Stored data:

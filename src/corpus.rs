// corpus.rs — Knowledge directory → ordered fragment list.
//
// Fragment identity is its position in the returned list, so ordering must be
// deterministic: files sorted by name, fragments in file order.

use std::fs;
use std::path::{Path, PathBuf};

use crate::config;
use crate::error::KbError;

/// Result of scanning a knowledge directory.
#[derive(Debug, Default)]
pub struct CorpusLoad {
    pub fragments: Vec<String>,
    /// Files that contributed fragments, in load order.
    pub files: Vec<PathBuf>,
    /// Per-file failures (`KbError::FileRead`) that were skipped.
    pub skipped: Vec<KbError>,
    /// Set when the directory did not exist (`KbError::CorpusMissing`).
    pub missing: Option<KbError>,
}

impl CorpusLoad {
    pub fn is_empty(&self) -> bool {
        self.fragments.is_empty()
    }
}

/// Load every recognized text file in `dir` and split it into fragments.
///
/// Never fails as a whole: a missing directory yields an empty load with `missing`
/// set, and unreadable files are logged and recorded in `skipped`.
pub fn load_fragments(dir: &Path) -> CorpusLoad {
    let mut load = CorpusLoad::default();

    if !dir.is_dir() {
        log::warn!("Knowledge directory not found: {} (continuing with empty base)", dir.display());
        load.missing = Some(KbError::CorpusMissing(dir.to_path_buf()));
        return load;
    }

    let entries = match fs::read_dir(dir) {
        Ok(entries) => entries,
        Err(e) => {
            log::warn!("Cannot list knowledge directory {}: {}", dir.display(), e);
            load.missing = Some(KbError::CorpusMissing(dir.to_path_buf()));
            return load;
        }
    };

    let mut paths: Vec<PathBuf> = entries
        .filter_map(|e| e.ok())
        .map(|e| e.path())
        .filter(|p| p.is_file() && has_text_extension(p))
        .collect();
    paths.sort();

    for path in paths {
        match read_text(&path) {
            Ok(content) => {
                let before = load.fragments.len();
                load.fragments.extend(split_fragments(&content));
                log::debug!(
                    "Loaded {} fragments from {}",
                    load.fragments.len() - before,
                    path.display()
                );
                load.files.push(path);
            }
            Err(e) => {
                log::warn!("Skipping unreadable file: {}", e);
                load.skipped.push(e);
            }
        }
    }

    log::info!(
        "Corpus loaded from {}: {} fragments from {} files ({} skipped)",
        dir.display(),
        load.fragments.len(),
        load.files.len(),
        load.skipped.len()
    );
    load
}

/// Split document text on blank-line boundaries, preserving order.
pub fn split_fragments(content: &str) -> Vec<String> {
    let normalized = content.replace("\r\n", "\n");
    normalized
        .split(config::corpus::FRAGMENT_SEPARATOR)
        .map(str::to_string)
        .collect()
}

fn has_text_extension(path: &Path) -> bool {
    path.extension()
        .and_then(|e| e.to_str())
        .map(|ext| {
            config::corpus::TEXT_EXTENSIONS
                .iter()
                .any(|known| ext.eq_ignore_ascii_case(known))
        })
        .unwrap_or(false)
}

fn read_text(path: &Path) -> Result<String, KbError> {
    let bytes = fs::read(path).map_err(|e| KbError::FileRead {
        path: path.to_path_buf(),
        reason: e.to_string(),
    })?;
    String::from_utf8(bytes).map_err(|e| KbError::FileRead {
        path: path.to_path_buf(),
        reason: format!("invalid UTF-8: {e}"),
    })
}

### Try it
Note each line above that contains "normalized" and copy it out.

### Answer
    let normalized = content.replace("\r\n", "\n");
    normalized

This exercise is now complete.